- _Exercise_: I need each line of the entries below that includes the string "core".

*** Opening Data excerpts ***

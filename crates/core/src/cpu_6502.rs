//! MOS 6502 CPU core implementation
//!
//! This module provides a reusable, cycle-stepped 6502 that any system can drive
//! by implementing the `Memory6502` trait for its bus. One call to
//! [`Cpu6502::advance`] is one clock cycle. An instruction is decoded and its
//! operand address resolved on its first cycle; its effects on registers and
//! memory are applied on its last.

mod table;

pub use table::{lookup, AddressingMode, Instruction, Operation, CYCLES, INSTRUCTIONS, INVALID};

use crate::logging::{log, LogCategory, LogLevel};
use crate::Cpu;
use serde::{Deserialize, Serialize};
use thiserror::Error;

/// First byte of the fixed stack page.
pub const STACK_BASE: u16 = 0x0100;
pub const NMI_VECTOR: u16 = 0xFFFA;
pub const RESET_VECTOR: u16 = 0xFFFC;
pub const IRQ_VECTOR: u16 = 0xFFFE;

pub const FLAG_CARRY: u8 = 0x01;
pub const FLAG_ZERO: u8 = 0x02;
pub const FLAG_INTERRUPT: u8 = 0x04;
pub const FLAG_DECIMAL: u8 = 0x08;
pub const FLAG_BREAK: u8 = 0x10;
pub const FLAG_UNUSED: u8 = 0x20;
pub const FLAG_OVERFLOW: u8 = 0x40;
pub const FLAG_NEGATIVE: u8 = 0x80;

/// Status register value after `start` (I and bit 5 set).
pub const POWER_ON_STATUS: u8 = FLAG_INTERRUPT | FLAG_UNUSED;

/// Cycles between latching an interrupt and the acknowledge sequence.
const INTERRUPT_LATENCY: u32 = 6;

*** Closing Data excerpts ***

- _Exercise result_:
filename crates/core/src/cpu_6502.rs
//! MOS 6502 CPU core implementation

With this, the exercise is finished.